Escaping Reality (The Secret Life of Amy Bensen #1)(9)



“I’ll hold you to that,” I finally say, unable to find even a thread of jest to lace the words.

I watch his eyes flicker, the color diluting to a soft blue then darkening again, and I am not sure how to read the meaning when he is otherwise guarded, as much a mystery as who I am running from. “Good,”

he replies simply before he leans back fully into his seat.

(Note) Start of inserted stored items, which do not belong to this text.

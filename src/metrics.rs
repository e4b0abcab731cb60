//! # Aggregate Metric Helpers
//!
//! Pure functions used by the metrics subsystem and by tests — Jain's
//! fairness index, RTT percentiles, RTT jitter, goodput, and
//! retransmission rate. None of these touch controller state.

use std::time::Duration;

/// Jain's fairness index for a set of per-flow throughputs (or any
/// non-negative quantities). Returns `1.0` for `n` equal positive values,
/// `0.0` for an empty slice or an all-zero slice.
pub fn jain_fairness_index(xs: &[f64]) -> f64 {
    if xs.is_empty() {
        return 0.0;
    }
    let sum: f64 = xs.iter().sum();
    let sum_sq: f64 = xs.iter().map(|x| x * x).sum();
    if sum_sq == 0.0 {
        return 0.0;
    }
    (sum * sum) / (xs.len() as f64 * sum_sq)
}

/// The `q`-quantile (0.0-1.0) of a set of RTT samples in milliseconds, via
/// sort-then-index `floor(n*q)` clamped to `n-1`. Returns 0.0 for an empty
/// slice.
pub fn rtt_percentile(samples_ms: &[f64], q: f64) -> f64 {
    if samples_ms.is_empty() {
        return 0.0;
    }
    let mut sorted = samples_ms.to_vec();
    sorted.sort_by(|a, b| a.partial_cmp(b).unwrap());
    let n = sorted.len();
    let idx = ((n as f64) * q).floor() as usize;
    sorted[idx.min(n - 1)]
}

/// p50/p95/p99 in one pass over a sorted copy.
pub fn rtt_percentiles(samples_ms: &[f64]) -> (f64, f64, f64) {
    (
        rtt_percentile(samples_ms, 0.50),
        rtt_percentile(samples_ms, 0.95),
        rtt_percentile(samples_ms, 0.99),
    )
}

/// RTT jitter as the sample standard deviation (Bessel-corrected). Returns
/// 0.0 for fewer than two samples.
pub fn rtt_jitter(samples_ms: &[f64]) -> f64 {
    let n = samples_ms.len();
    if n < 2 {
        return 0.0;
    }
    let mean = samples_ms.iter().sum::<f64>() / n as f64;
    let variance = samples_ms.iter().map(|x| (x - mean).powi(2)).sum::<f64>() / (n as f64 - 1.0);
    variance.sqrt()
}

/// Goodput: `max(0, acked - retransmitted) / duration`, in bytes/sec.
/// Returns 0.0 if `duration` is zero.
pub fn goodput_bps(acked_bytes: u64, retransmitted_bytes: u64, duration: Duration) -> f64 {
    let secs = duration.as_secs_f64();
    if secs <= 0.0 {
        return 0.0;
    }
    acked_bytes.saturating_sub(retransmitted_bytes) as f64 / secs
}

/// Retransmission rate: `retransmitted / sent`. Returns 0.0 if `sent == 0`.
pub fn retransmission_rate(sent: u64, retransmitted: u64) -> f64 {
    if sent == 0 {
        0.0
    } else {
        retransmitted as f64 / sent as f64
    }
}

#[cfg(test)]
mod tests {
    use super::*;

    #[test]
    fn jain_equal_flows_is_one() {
        assert!((jain_fairness_index(&[10.0, 10.0, 10.0, 10.0]) - 1.0).abs() < 1e-9);
    }

    #[test]
    fn jain_one_starved_flow() {
        assert!((jain_fairness_index(&[0.0, 10.0, 10.0, 10.0]) - 0.75).abs() < 1e-9);
    }

    #[test]
    fn jain_empty_is_zero() {
        assert_eq!(jain_fairness_index(&[]), 0.0);
    }

    #[test]
    fn jain_single_flow_is_one() {
        assert_eq!(jain_fairness_index(&[7.0]), 1.0);
    }

    #[test]
    fn jain_all_zero_is_zero() {
        assert_eq!(jain_fairness_index(&[0.0, 0.0, 0.0]), 0.0);
    }

    #[test]
    fn percentiles_match_spec_example() {
        let samples: Vec<f64> = (1..=10).map(|i| (i * 10) as f64).collect();
        let (p50, p95, p99) = rtt_percentiles(&samples);
        assert_eq!(p50, 60.0);
        assert_eq!(p95, 100.0);
        assert_eq!(p99, 100.0);
    }

    #[test]
    fn percentiles_are_non_decreasing() {
        let samples = vec![5.0, 80.0, 12.0, 40.0, 3.0, 99.0, 1.0];
        let (p50, p95, p99) = rtt_percentiles(&samples);
        assert!(p50 <= p95);
        assert!(p95 <= p99);
    }

    #[test]
    fn jitter_of_constant_samples_is_zero() {
        assert_eq!(rtt_jitter(&[50.0, 50.0, 50.0]), 0.0);
    }

    #[test]
    fn jitter_of_single_sample_is_zero() {
        assert_eq!(rtt_jitter(&[50.0]), 0.0);
    }

    #[test]
    fn goodput_subtracts_retransmissions() {
        let bps = goodput_bps(10_000, 2_000, Duration::from_secs(1));
        assert!((bps - 8_000.0).abs() < 1e-9);
    }

    #[test]
    fn goodput_never_negative() {
        let bps = goodput_bps(1_000, 5_000, Duration::from_secs(1));
        assert_eq!(bps, 0.0);
    }

    #[test]
    fn goodput_zero_duration_is_zero() {
        assert_eq!(goodput_bps(1_000, 0, Duration::ZERO), 0.0);
    }

    #[test]
    fn retransmission_rate_zero_sent_is_zero() {
        assert_eq!(retransmission_rate(0, 0), 0.0);
    }

    #[test]
    fn retransmission_rate_basic() {
        assert!((retransmission_rate(100, 5) - 0.05).abs() < 1e-9);
    }
}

I let my head drop to the cushion, and for a few minutes I indulge in a fantasy about Liam to keep the monsters of my past at bay. But as the hum of the engine starts working me over again, flickering images of the past begin to slip inside my head, and I start to unravel. I’m not going to be able to sit here without getting lost in my own head and going crazy. A flash of flames has me jerking to a sitting position and my hands go to my face, my elbows to my knees.

I can feel the heaviness of Liam’s attention. He’s looking at me but I don’t want to look at him. If I do, I will talk to him. I will ask him questions.

He will ask me questions.

“Amy?”

His voice slides through me, and somehow it manages to be soothing, warm comfort and sensual fire at the same time. Not for the first time, I’m baffled by the way a man I barely know manages to be silk on my raw nerves, but I’m not going to overanalyze it. I have to hold myself together until I’m someplace safe enough to cave to a little temporary weakness, and he feels like the answer. He’s what will get me through this flight. I sit back to look at him, and though I’m perfectly aware that he is a heavy dose of delicious man, my heart still races as I blink his dark good looks and his piercing blue eyes into view.

He sets his pencil down on his tray and abandons his work for me, giving me a concerned assessment. “Everything okay?” he asks, and I think of him as a gentle lion in that moment, only it is me who is purring under his powerful male attention.

“Fine,” I reply, because “fine” is nothing but a word. There is no agreement on my end, no lie. I tilt my head back. Liam closes his tray and does the same, sticking his pad beside his seat.

With both our heads on our cushions, for several seconds we stare at each other and for moments I am lost in the deep blue pools of his eyes.

“You do know,” he says slowly, “that as a man I’ve been taught that a woman never means ‘fine’ when she says ‘fine’, right?”

I might have smiled another day, but not this one. “I guess we all have our own ways of defining fine.”

He studies me a moment, then another, and I have the impression he’s trying to understand me. I want to tell him “good luck”. I don’t even understand me. “You don’t want to sleep.”

Somehow I don’t openly react to the surprising change of subject and too accurate of an observation. Dodge and weave, I tell myself. Dodge and weave. “I don’t like to sleep in public places.”

“Talk to me, Amy,” he murmurs softly.

“Talk to you?” I ask. I want to talk to him. That’s the problem.

“You need to fill the empty space in your head, and right now, talking is your only method of doing that.”

I try to joke away his suggestion. “And you’d rather talk to a stranger than have her fall asleep and get you in trouble with the flight attendant again?”

“We aren’t strangers anymore, and I find the idea of occupying your time increasingly appealing.” His eyes light. “So use me, baby.”

The air crackles between us and there is no denying the growing attraction I have for this man. “Fine, then. I’d love to hear about the project you’re traveling to Denver to discuss.”

“There isn’t a lot to tell yet. It’s a typical property development deal.

A group of deep pockets get together and aspire for greatness that equates to dollar signs in their eyes. In this case, it’s a plan to create the world’s largest event center, complete with concert facilities, a shopping mall, and an office complex.”

He sounds blasé when I’m excited just hearing about the project, and I find I’m more curious about Liam than ever—enough to be nosy. “Are you one of those deep pockets?”

“There are too many egos fighting in one room for me on this one.

Egos translate to delays and problems.”

He didn’t deny he has deep pockets. I was right. He is money, sex, and power. “So then, what’s your role, if not investor?”

“I’m the architect they want to design the project.”

I sit up straighter at this surprising news. “You’re an architect?”

“Yes.”

“An architect that could create a project of the magnitude you just described?”

“Yes.”

“Would I know any of your work?”

“I’ve done a few high-profile projects.”

I frown. “Isn’t this where you drop names and impress me?”

“Do I need to impress you?”

My cheeks heat. “No. I…most people…”

“I’m not most people.”

No. No, he most definitely is not most people. “Have you thought about your design for this project?”

“I’ve drafted my vision, but I already know it’s not likely to please the financiers.”